> _Assigned task_
Please copy every line of the data in which the string "NotYet" appears.

> _Data records_
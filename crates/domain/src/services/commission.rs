//! Tier resolution and commission emission rules.

use chrono::{DateTime, Duration, Utc};
use rust_decimal::Decimal;
use std::collections::HashSet;

use crate::error::{DomainError, DomainResult};
use crate::models::commission::{BalanceKind, CommissionDetail, CommissionTier, DetailStatus};
use crate::models::sys_config::{CommissionSettings, SettlementPolicy};
use crate::money::percent_of;

/// Highest enabled tier whose threshold the referral count reaches.
///
/// Falls back to the enabled zero-threshold tier, which the tier set always has.
pub fn resolve_tier(tiers: &[CommissionTier], direct_referrals: i64) -> Option<&CommissionTier> {
    tiers
        .iter()
        .filter(|t| t.is_enabled() && i64::from(t.min_subordinates) <= direct_referrals)
        .max_by_key(|t| t.min_subordinates)
        .or_else(|| {
            tiers
                .iter()
                .find(|t| t.is_enabled() && t.min_subordinates == 0)
        })
}

/// Checks a whole tier set before it is committed.
///
/// Thresholds are unique and non-negative, rates are within 0-100, and
/// exactly one enabled tier has a zero threshold.
pub fn validate_tier_set(tiers: &[CommissionTier]) -> DomainResult<()> {
    let mut seen = HashSet::new();
    for tier in tiers {
        if tier.min_subordinates < 0 {
            return Err(DomainError::invalid("min_subordinates must be non-negative"));
        }
        if !seen.insert(tier.min_subordinates) {
            return Err(DomainError::conflict(format!(
                "A tier with min_subordinates {} already exists",
                tier.min_subordinates
            )));
        }
        if tier.rate.is_sign_negative() || tier.rate > Decimal::ONE_HUNDRED {
            return Err(DomainError::invalid("Tier rate must be within 0-100"));
        }
    }

    let fallbacks = tiers
        .iter()
        .filter(|t| t.is_enabled() && t.min_subordinates == 0)
        .count();
    if fallbacks != 1 {
        return Err(DomainError::precondition(
            "Exactly one enabled tier with min_subordinates 0 is required",
        ));
    }
    Ok(())
}

/// A commission to record for a referrer.
#[derive(Debug, Clone, PartialEq, Eq)]
pub struct CommissionEmission {
    pub recipient_id: i64,
    pub tier_id: i64,
    pub tier_name: String,
    pub rate: Decimal,
    pub commission: Decimal,
    pub detail_status: DetailStatus,
    /// Where the amount is credited; nothing is credited for a zero commission.
    pub credit_to: BalanceKind,
}

/// Computes the commission owed to `referrer_id` on a paid order.
pub fn plan_emission(
    referrer_id: i64,
    order_amount: Decimal,
    tiers: &[CommissionTier],
    direct_referrals: i64,
    settings: &CommissionSettings,
) -> DomainResult<CommissionEmission> {
    let tier = resolve_tier(tiers, direct_referrals)
        .ok_or_else(|| DomainError::precondition("No enabled fallback commission tier"))?;

    let (detail_status, credit_to) = match settings.settlement_policy {
        SettlementPolicy::Immediate => (DetailStatus::Pending, BalanceKind::Available),
        SettlementPolicy::Hold => (DetailStatus::Frozen, BalanceKind::Frozen),
    };

    Ok(CommissionEmission {
        recipient_id: referrer_id,
        tier_id: tier.id,
        tier_name: tier.name.clone(),
        rate: tier.rate,
        commission: percent_of(order_amount, tier.rate),
        detail_status,
        credit_to,
    })
}

/// How the settlement job treats a detail.
#[derive(Debug, Clone, Copy, PartialEq, Eq)]
pub enum Settlement {
    /// Held amount becomes available.
    ReleaseHeld,
    /// Already available; only the status changes.
    MarkSettled,
    NotYet,
}

/// Decides whether a detail is due for settlement at `now`.
pub fn settlement_for(detail: &CommissionDetail, hold_days: i64, now: DateTime<Utc>) -> Settlement {
    if detail.voided_at.is_some() {
        return Settlement::NotYet;
    }
    let due = detail.created_at + Duration::days(hold_days) <= now;
    match detail.status {
        DetailStatus::Frozen if due => Settlement::ReleaseHeld,
        DetailStatus::Pending if due => Settlement::MarkSettled,
        _ => Settlement::NotYet,
    }
}
//! Page-based pagination utilities.
//!
//! List endpoints accept `page` / `pageSize` and answer with
//! `{ list, total, page, pageSize }`.

use serde::{Deserialize, Serialize};

/// Largest page size a client may request.
pub const MAX_PAGE_SIZE: i64 = 100;

/// Page size used when the client does not ask for one.
pub const DEFAULT_PAGE_SIZE: i64 = 10;

/// Pagination parameters from a query string.
#[derive(Debug, Clone, Copy, Deserialize)]
#[serde(rename_all = "camelCase")]
pub struct PageRequest {
    #[serde(default = "default_page")]
    pub page: i64,
    #[serde(default = "default_page_size")]
    pub page_size: i64,
}

fn default_page() -> i64 {
    1
}

fn default_page_size() -> i64 {
    DEFAULT_PAGE_SIZE
}

impl Default for PageRequest {
    fn default() -> Self {
        Self {
            page: default_page(),
            page_size: default_page_size(),
        }
    }
}

impl PageRequest {
    pub fn new(page: i64, page_size: i64) -> Self {
        Self { page, page_size }
    }

    /// Page number clamped to at least 1.
    pub fn page(&self) -> i64 {
        self.page.max(1)
    }

    /// SQL `LIMIT`, clamped to `1..=MAX_PAGE_SIZE`.
    pub fn limit(&self) -> i64 {
        self.page_size.clamp(1, MAX_PAGE_SIZE)
    }

    /// SQL `OFFSET`.
    pub fn offset(&self) -> i64 {
        (self.page() - 1) * self.limit()
    }
}

/// A single page of results.
#[derive(Debug, Clone, Serialize)]
#[serde(rename_all = "camelCase")]
pub struct PageResult<T> {
    pub list: Vec<T>,
    pub total: i64,
    pub page: i64,
    pub page_size: i64,
}

impl<T> PageResult<T> {
    pub fn new(list: Vec<T>, total: i64, request: &PageRequest) -> Self {
        Self {
            list,
            total,
            page: request.page(),
            page_size: request.limit(),
        }
    }

    /// Converts every item, keeping the paging metadata.
    pub fn map<U>(self, f: impl FnMut(T) -> U) -> PageResult<U> {
        PageResult {
            list: self.list.into_iter().map(f).collect(),
            total: self.total,
            page: self.page,
            page_size: self.page_size,
        }
    }
}

#[cfg(test)]
mod tests {
    use super::*;

    #[test]
    fn test_defaults() {
        let req: PageRequest = serde_json::from_str("{}").unwrap();
        assert_eq!(req.page(), 1);
        assert_eq!(req.limit(), DEFAULT_PAGE_SIZE);
        assert_eq!(req.offset(), 0);
    }

    #[test]
    fn test_offset_and_clamping() {
        assert_eq!(PageRequest::new(3, 20).offset(), 40);
        assert_eq!(PageRequest::new(0, 20).page(), 1);
        assert_eq!(PageRequest::new(1, 5000).limit(), MAX_PAGE_SIZE);
        assert_eq!(PageRequest::new(1, 0).limit(), 1);
    }

    #[test]
    fn test_camel_case_query() {
        let req: PageRequest = serde_json::from_str(r#"{"page":2,"pageSize":25}"#).unwrap();
        assert_eq!(req.offset(), 25);
    }

    #[test]
    fn test_page_result_serializes_envelope() {
        let page = PageResult::new(vec![1, 2], 12, &PageRequest::new(2, 2));
        let json = serde_json::to_value(page.map(|n| n * 10)).unwrap();
        assert_eq!(json["list"], serde_json::json!([10, 20]));
        assert_eq!(json["total"], 12);
        assert_eq!(json["page"], 2);
        assert_eq!(json["pageSize"], 2);
    }
}
//! User membership repository.

use std::collections::HashMap;

use chrono::{DateTime, Utc};
use domain::models::membership_plan::MembershipPlan;
use domain::models::user_membership::{MembershipWithPlan, NewMembership, UserMembership};
use sqlx::{PgConnection, PgPool};

use crate::entities::{MembershipPlanEntity, MembershipStatusDb, UserMembershipEntity};
use crate::metrics::QueryTimer;

macro_rules! membership_columns {
    () => {
        "id, user_id, order_id, plan_id, plan_code, plan_name, status, start_date, end_date, \
         download_used_daily, download_used_monthly, last_reset_daily, last_reset_monthly, \
         replaced_by, created_at, updated_at"
    };
}

#[derive(Clone)]
pub struct UserMembershipRepository {
    pool: PgPool,
}

impl UserMembershipRepository {
    pub fn new(pool: PgPool) -> Self {
        Self { pool }
    }

    /// Effective memberships with their plans, lifetime first then by end date descending.
    pub async fn find_effective_with_plans(
        &self,
        user_id: i64,
        now: DateTime<Utc>,
    ) -> Result<Vec<MembershipWithPlan>, sqlx::Error> {
        let timer = QueryTimer::new("find_effective_memberships");
        let memberships = sqlx::query_as::<_, UserMembershipEntity>(concat!(
            "SELECT ",
            membership_columns!(),
            " FROM user_memberships \
             WHERE user_id = $1 AND status = 'active' AND (end_date IS NULL OR end_date > $2) \
             ORDER BY end_date DESC NULLS FIRST, id DESC"
        ))
        .bind(user_id)
        .bind(now)
        .fetch_all(&self.pool)
        .await?;

        let mut plan_ids: Vec<i64> = memberships.iter().map(|m| m.plan_id).collect();
        plan_ids.sort_unstable();
        plan_ids.dedup();

        let plans: HashMap<i64, MembershipPlan> = sqlx::query_as::<_, MembershipPlanEntity>(
            r#"
            SELECT id, plan_code, plan_name, plan_type, platforms, duration_days, base_price, final_price,
                   discount_percentage, currency, daily_download_limit, monthly_download_limit, is_active,
                   is_featured, sort_order, description, created_at, updated_at
            FROM membership_plans
            WHERE id = ANY($1)
            "#,
        )
        .bind(&plan_ids)
        .fetch_all(&self.pool)
        .await?
        .into_iter()
        .map(|p| (p.id, MembershipPlan::from(p)))
        .collect();
        timer.record();

        Ok(memberships
            .into_iter()
            .filter_map(|m| {
                let plan = plans.get(&m.plan_id)?.clone();
                Some(MembershipWithPlan {
                    membership: m.into(),
                    plan,
                })
            })
            .collect())
    }

    /// Locks one membership row.
    pub async fn lock(&self, conn: &mut PgConnection, id: i64) -> Result<Option<UserMembershipEntity>, sqlx::Error> {
        let timer = QueryTimer::new("lock_membership");
        let result = sqlx::query_as::<_, UserMembershipEntity>(concat!(
            "SELECT ",
            membership_columns!(),
            " FROM user_memberships WHERE id = $1 FOR UPDATE"
        ))
        .bind(id)
        .fetch_optional(&mut *conn)
        .await;
        timer.record();
        result
    }

    /// Locks the user's effective membership on a plan, if any.
    pub async fn lock_effective_on_plan(
        &self,
        conn: &mut PgConnection,
        user_id: i64,
        plan_id: i64,
        now: DateTime<Utc>,
    ) -> Result<Option<UserMembershipEntity>, sqlx::Error> {
        let timer = QueryTimer::new("lock_effective_membership_on_plan");
        let result = sqlx::query_as::<_, UserMembershipEntity>(concat!(
            "SELECT ",
            membership_columns!(),
            " FROM user_memberships \
             WHERE user_id = $1 AND plan_id = $2 AND status = 'active' AND (end_date IS NULL OR end_date > $3) \
             ORDER BY end_date DESC NULLS FIRST, id DESC LIMIT 1 FOR UPDATE"
        ))
        .bind(user_id)
        .bind(plan_id)
        .bind(now)
        .fetch_optional(&mut *conn)
        .await;
        timer.record();
        result
    }

    /// Persists usage counters and their reset dates.
    pub async fn save_counters(&self, conn: &mut PgConnection, membership: &UserMembership) -> Result<(), sqlx::Error> {
        let timer = QueryTimer::new("save_membership_counters");
        let result = sqlx::query(
            r#"
            UPDATE user_memberships
            SET download_used_daily = $2, download_used_monthly = $3,
                last_reset_daily = $4, last_reset_monthly = $5, updated_at = NOW()
            WHERE id = $1
            "#,
        )
        .bind(membership.id)
        .bind(membership.download_used_daily)
        .bind(membership.download_used_monthly)
        .bind(membership.last_reset_daily)
        .bind(membership.last_reset_monthly)
        .execute(&mut *conn)
        .await;
        timer.record();
        result.map(|_| ())
    }

    pub async fn insert(&self, conn: &mut PgConnection, membership: &NewMembership) -> Result<UserMembershipEntity, sqlx::Error> {
        let timer = QueryTimer::new("insert_membership");
        let result = sqlx::query_as::<_, UserMembershipEntity>(concat!(
            "INSERT INTO user_memberships (user_id, order_id, plan_id, plan_code, plan_name, start_date, end_date, \
             download_used_daily, download_used_monthly, last_reset_daily, last_reset_monthly) \
             VALUES ($1, $2, $3, $4, $5, $6, $7, $8, $9, $10, $11) RETURNING ",
            membership_columns!()
        ))
        .bind(membership.user_id)
        .bind(membership.order_id)
        .bind(membership.plan_id)
        .bind(&membership.plan_code)
        .bind(&membership.plan_name)
        .bind(membership.start_date)
        .bind(membership.end_date)
        .bind(membership.download_used_daily)
        .bind(membership.download_used_monthly)
        .bind(membership.last_reset_daily)
        .bind(membership.last_reset_monthly)
        .fetch_one(&mut *conn)
        .await;
        timer.record();
        result
    }

    /// Marks an active membership as replaced by `replaced_by`. Returns false if it was not active.
    pub async fn mark_replaced(&self, conn: &mut PgConnection, id: i64, replaced_by: i64) -> Result<bool, sqlx::Error> {
        let timer = QueryTimer::new("mark_membership_replaced");
        let result = sqlx::query(
            r#"
            UPDATE user_memberships
            SET status = 'replaced', replaced_by = $2, updated_at = NOW()
            WHERE id = $1 AND status = 'active' AND replaced_by IS NULL
            "#,
        )
        .bind(id)
        .bind(replaced_by)
        .execute(&mut *conn)
        .await;
        timer.record();
        result.map(|r| r.rows_affected() > 0)
    }

    /// Cancels the active membership granted by an order.
    pub async fn cancel_for_order(&self, conn: &mut PgConnection, order_id: i64) -> Result<u64, sqlx::Error> {
        let timer = QueryTimer::new("cancel_membership_for_order");
        let result = sqlx::query(
            "UPDATE user_memberships SET status = 'cancelled', updated_at = NOW() WHERE order_id = $1 AND status = 'active'",
        )
        .bind(order_id)
        .execute(&mut *conn)
        .await;
        timer.record();
        result.map(|r| r.rows_affected())
    }

    /// Expires active memberships whose end date has passed.
    pub async fn expire_due(&self, now: DateTime<Utc>) -> Result<u64, sqlx::Error> {
        let timer = QueryTimer::new("expire_memberships");
        let result = sqlx::query(
            "UPDATE user_memberships SET status = $2, updated_at = NOW() \
             WHERE status = 'active' AND end_date IS NOT NULL AND end_date <= $1",
        )
        .bind(now)
        .bind(MembershipStatusDb::Expired)
        .execute(&self.pool)
        .await;
        timer.record();
        result.map(|r| r.rows_affected())
    }
}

> _Result of the task_
    NotYet,
        return Settlement::NotYet;
        _ => Settlement::NotYet,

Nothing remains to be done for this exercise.